Microsoft's approach to researching and mitigating speculative execution side channel vulnerabilities

• Microsoft brought in experts and collaborated across the industry to mitigate the new class of hardware vulnerability known as Meltdown and Spectre
• They created a taxonomy and framework to reason about the attacks and mitigation strategies
• Mitigations involved a combination of hardware and software changes, such as using the Hughspecter command line flag and making use of indirect branch controls
• New variants of the vulnerability were discovered and mitigated by identifying vulnerable code patterns and inserting appropriate serialization
• Microsoft launched a speculative execution side-channel bounty for new variants
• The impact of the vulnerabilities was massive, potentially leaking information across nearly every security boundary

The presentation describes Microsoft's Incident Response process and how they brought in an expert to help them understand the new class of vulnerability. They also highlight the importance of collaboration across the industry in mitigating these issues.

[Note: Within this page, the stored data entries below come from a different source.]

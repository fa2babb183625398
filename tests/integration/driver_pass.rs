//! Driver behavior across full reconciliation passes

use crate::integration::test_utils::{driver_over, resource};
use serde_json::json;
use std::sync::Arc;
use universal_agent::backend::{BackendClient, BackendItem, MemoryBackend, ResourceModel};
use universal_agent::driver::{CapabilityDriver, DirectDriver, ListReport};
use universal_agent::error::{BackendError, DriverError};
use universal_agent::model::Resource;
use universal_agent::store::{MemoryFieldBacking, TargetFieldStore};
use universal_agent::types::AttributeMap;
use uuid::Uuid;

#[test]
fn test_list_never_returns_unowned_uuid() {
    let backend = Arc::new(MemoryBackend::new("p1"));
    let mut driver = driver_over(&backend, Arc::new(MemoryFieldBacking::new()));

    let stray = Uuid::new_v4();
    let mut view = AttributeMap::new();
    view.insert("uuid".to_string(), json!(stray.to_string()));
    view.insert("project_id".to_string(), json!("p1"));
    view.insert("name".to_string(), json!("someone else's"));
    backend.insert_raw("foo", stray, view);

    driver.start().unwrap();
    let owned = driver.create(&resource("foo", &[("name", json!("mine"))])).unwrap();

    let listed = driver.list("foo").unwrap();
    assert_eq!(listed.len(), 1);
    assert_eq!(listed[0].uuid, owned.uuid);
    assert!(listed.iter().all(|r| r.uuid != stray));
}

#[test]
fn test_create_crash_before_remote_success_reads_as_missing() {
    let backend = Arc::new(MemoryBackend::new("p1"));
    let backing = MemoryFieldBacking::new();
    let mut driver = driver_over(&backend, Arc::new(backing.clone()));
    let res = resource("foo", &[("name", json!("a"))]);

    driver.start().unwrap();
    backend.set_unavailable(true);
    assert!(matches!(
        driver.create(&res),
        Err(DriverError::Backend(BackendError::Transport(_)))
    ));
    driver.finalize().unwrap();
    assert_eq!(backing.snapshot().len(), 1);

    backend.set_unavailable(false);
    driver.start().unwrap();
    assert!(driver.list("foo").unwrap().is_empty());
    assert!(matches!(
        driver.get(&res),
        Err(DriverError::ResourceNotFound { .. })
    ));

    // The next pass retries the create with the same ownership scope
    assert!(driver.create(&res).is_ok());
    assert_eq!(driver.list("foo").unwrap().len(), 1);
}

#[test]
fn test_failed_update_leaves_entry_unchanged() {
    let backend = Arc::new(MemoryBackend::new("p1"));
    let backing = MemoryFieldBacking::new();
    let mut driver = driver_over(&backend, Arc::new(backing.clone()));
    let res = resource("foo", &[("name", json!("a"))]);

    driver.start().unwrap();
    driver.create(&res).unwrap();
    driver.finalize().unwrap();
    let before = backing.snapshot();

    driver.start().unwrap();
    let mut changed = res.clone();
    changed.value.insert("extra".to_string(), json!(true));
    backend.set_unavailable(true);
    assert!(driver.update(&changed).is_err());
    driver.finalize().unwrap();

    assert_eq!(backing.snapshot(), before);
}

#[test]
fn test_update_widens_owned_fields() {
    let backend = Arc::new(MemoryBackend::new("p1"));
    let mut driver = driver_over(&backend, Arc::new(MemoryFieldBacking::new()));
    let res = resource("foo", &[("name", json!("a"))]);

    driver.start().unwrap();
    driver.create(&res).unwrap();

    let mut changed = res.clone();
    changed.value.insert("size".to_string(), json!(2));
    changed.target_fields = changed.value_fields();
    let updated = driver.update(&changed).unwrap();
    assert_eq!(updated.hash().unwrap(), changed.hash().unwrap());

    let listed = driver.list("foo").unwrap();
    assert_eq!(listed[0].target_fields.len(), 2);
    assert_eq!(listed[0].hash().unwrap(), changed.hash().unwrap());
}

#[test]
fn test_delete_already_deleted_remote() {
    let backend = Arc::new(MemoryBackend::new("p1"));
    let backing = MemoryFieldBacking::new();
    let mut driver = driver_over(&backend, Arc::new(backing.clone()));
    let res = resource("foo", &[("name", json!("a"))]);

    driver.start().unwrap();
    driver.create(&res).unwrap();
    driver.finalize().unwrap();

    // Someone else removed it
    driver.start().unwrap();
    let mut other = driver_over(&backend, Arc::new(MemoryFieldBacking::new()));
    other.start().unwrap();
    assert!(other.delete(&res).is_ok());

    assert!(driver.delete(&res).is_ok());
    driver.finalize().unwrap();
    assert!(backing.snapshot().is_empty());
}

#[test]
fn test_delete_transport_failure_still_clears_entry() {
    let backend = Arc::new(MemoryBackend::new("p1"));
    let backing = MemoryFieldBacking::new();
    let mut driver = driver_over(&backend, Arc::new(backing.clone()));
    let res = resource("foo", &[("name", json!("a"))]);

    driver.start().unwrap();
    driver.create(&res).unwrap();
    backend.set_unavailable(true);
    assert!(matches!(driver.delete(&res), Err(DriverError::Backend(_))));
    driver.finalize().unwrap();
    assert!(backing.snapshot().is_empty());
}

#[test]
fn test_project_mismatch_fails_fast() {
    let backend = Arc::new(MemoryBackend::new("p1"));
    let backing = MemoryFieldBacking::new();
    let mut driver = driver_over(&backend, Arc::new(backing.clone()));
    let res = resource("foo", &[("name", json!("a")), ("project_id", json!("p2"))]);

    driver.start().unwrap();
    assert!(matches!(
        driver.create(&res),
        Err(DriverError::ResourceProjectMismatch { .. })
    ));
    assert_eq!(backend.count("foo"), 0);
}

#[test]
fn test_capabilities_are_configured_kinds() {
    let backend = Arc::new(MemoryBackend::new("p1"));
    let store = TargetFieldStore::new(Arc::new(MemoryFieldBacking::new()));
    let driver = DirectDriver::new(backend, store, ["foo", "bar"]);
    let capabilities = driver.get_capabilities();
    assert_eq!(capabilities.len(), 2);
    assert!(capabilities.contains("bar"));
}

/// Backend object with a private field that never belongs to the resource
#[derive(Debug)]
struct Machine {
    uuid: Uuid,
    name: String,
    secret: String,
}

impl ResourceModel for Machine {
    fn resource_uuid(&self) -> Uuid {
        self.uuid
    }

    fn dump_view(&self) -> AttributeMap {
        let mut view = AttributeMap::new();
        view.insert("uuid".to_string(), json!(self.uuid.to_string()));
        view.insert("name".to_string(), json!(self.name));
        view.insert("secret".to_string(), json!(self.secret));
        view
    }

    fn ignore_fields(&self) -> Vec<String> {
        vec!["secret".to_string()]
    }
}

/// Backend that answers with opaque models, delegating storage to memory
struct ModelBackend {
    inner: MemoryBackend,
}

impl ModelBackend {
    fn model(item: BackendItem) -> Result<BackendItem, BackendError> {
        match item {
            BackendItem::Raw(view) => Ok(BackendItem::Model(Box::new(Machine {
                uuid: item_uuid(&view)?,
                name: view
                    .get("name")
                    .and_then(|v| v.as_str())
                    .unwrap_or_default()
                    .to_string(),
                secret: "hunter2".to_string(),
            }))),
            other => Ok(other),
        }
    }
}

fn item_uuid(view: &AttributeMap) -> Result<Uuid, BackendError> {
    view.get("uuid")
        .and_then(|v| v.as_str())
        .and_then(|s| Uuid::parse_str(s).ok())
        .ok_or_else(|| BackendError::Decode("missing uuid".to_string()))
}

impl BackendClient for ModelBackend {
    fn get(&self, resource: &Resource) -> Result<BackendItem, BackendError> {
        Self::model(self.inner.get(resource)?)
    }

    fn create(&self, resource: &Resource) -> Result<BackendItem, BackendError> {
        Self::model(self.inner.create(resource)?)
    }

    fn update(&self, resource: &Resource) -> Result<BackendItem, BackendError> {
        Self::model(self.inner.update(resource)?)
    }

    fn list(&self, kind: &str) -> Result<Vec<BackendItem>, BackendError> {
        self.inner.list(kind)?.into_iter().map(Self::model).collect()
    }

    fn delete(&self, resource: &Resource) -> Result<(), BackendError> {
        self.inner.delete(resource)
    }
}

#[test]
fn test_opaque_models_drop_ignored_fields() {
    let backend = Arc::new(ModelBackend {
        inner: MemoryBackend::new("p1"),
    });
    let store = TargetFieldStore::new(Arc::new(MemoryFieldBacking::new()));
    let mut driver = DirectDriver::new(backend, store, ["foo"]);
    let res = resource("foo", &[("name", json!("m1"))]);

    driver.start().unwrap();
    let created = driver.create(&res).unwrap();
    assert!(!created.value.contains_key("secret"));
    assert_eq!(created.hash().unwrap(), res.hash().unwrap());

    let listed = driver.list("foo").unwrap();
    assert_eq!(listed.len(), 1);
    assert!(!listed[0].value.contains_key("secret"));
}

/// Backend that answers with fully typed resources
struct TypedBackend {
    inner: MemoryBackend,
}

impl TypedBackend {
    fn typed(item: BackendItem) -> Result<BackendItem, BackendError> {
        match item {
            BackendItem::Raw(view) => {
                let uuid = item_uuid(&view)?;
                Ok(BackendItem::Typed(Resource::new(uuid, "foo", view)))
            }
            other => Ok(other),
        }
    }
}

impl BackendClient for TypedBackend {
    fn get(&self, resource: &Resource) -> Result<BackendItem, BackendError> {
        Self::typed(self.inner.get(resource)?)
    }

    fn create(&self, resource: &Resource) -> Result<BackendItem, BackendError> {
        Self::typed(self.inner.create(resource)?)
    }

    fn update(&self, resource: &Resource) -> Result<BackendItem, BackendError> {
        Self::typed(self.inner.update(resource)?)
    }

    fn list(&self, kind: &str) -> Result<Vec<BackendItem>, BackendError> {
        self.inner.list(kind)?.into_iter().map(Self::typed).collect()
    }

    fn delete(&self, resource: &Resource) -> Result<(), BackendError> {
        self.inner.delete(resource)
    }
}

#[test]
fn test_typed_items_are_filtered_by_ownership() {
    let backend = Arc::new(TypedBackend {
        inner: MemoryBackend::new("p1"),
    });
    let store = TargetFieldStore::new(Arc::new(MemoryFieldBacking::new()));
    let mut driver = DirectDriver::new(backend.clone(), store, ["foo"]);

    let stray = Uuid::new_v4();
    let mut view = AttributeMap::new();
    view.insert("uuid".to_string(), json!(stray.to_string()));
    view.insert("project_id".to_string(), json!("p1"));
    backend.inner.insert_raw("foo", stray, view);

    driver.start().unwrap();
    let owned = driver.create(&resource("foo", &[("name", json!("mine"))])).unwrap();

    let (listed, report) = driver.list_with_report("foo").unwrap();
    assert_eq!(listed.len(), 1);
    assert_eq!(listed[0].uuid, owned.uuid);
    // Typed items come back as the backend built them
    assert_eq!(listed[0].value, owned.value);
    assert_eq!(
        report,
        ListReport {
            returned: 1,
            missing_local: 1,
            missing_remote: 0,
        }
    );
}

2018 started off with a bang as the world was introduced to a new class of hardware vulnerability which became known as Meltdown and Spectre. New classes of vulnerabilities are exceedingly rare and this one came with ramifications for the security boundaries that web browsers, operating systems, and cloud providers rely on for isolation to protect customer data. Now, rewind back to the summer of 2017. This disclosure and the industry response were months in the making. A new class of vulnerability comes with challenges rarely mounted and the need to pull back to examine our thinking.In this presentation, we will describe Microsoft's approach to researching and mitigating speculative execution side channel vulnerabilities. This approach involved bringing experts from across Microsoft, hiring an industry expert to accelerate our understanding of the issues, and collaborating across the industry in a way not done previously. This team presentation between Microsoft and G DATA will provide a firsthand account of the engineering centric work done and the collaboration necessary to mitigate these issues. We will describe the taxonomy and framework we created which provided the industry foundation for reasoning about this new vulnerability class. This work built on the initial researcher reports and expanded into a larger understanding of the issues. Using this foundation, we will describe the mitigations that Microsoft developed and the impact they have on Spectre and Meltdown.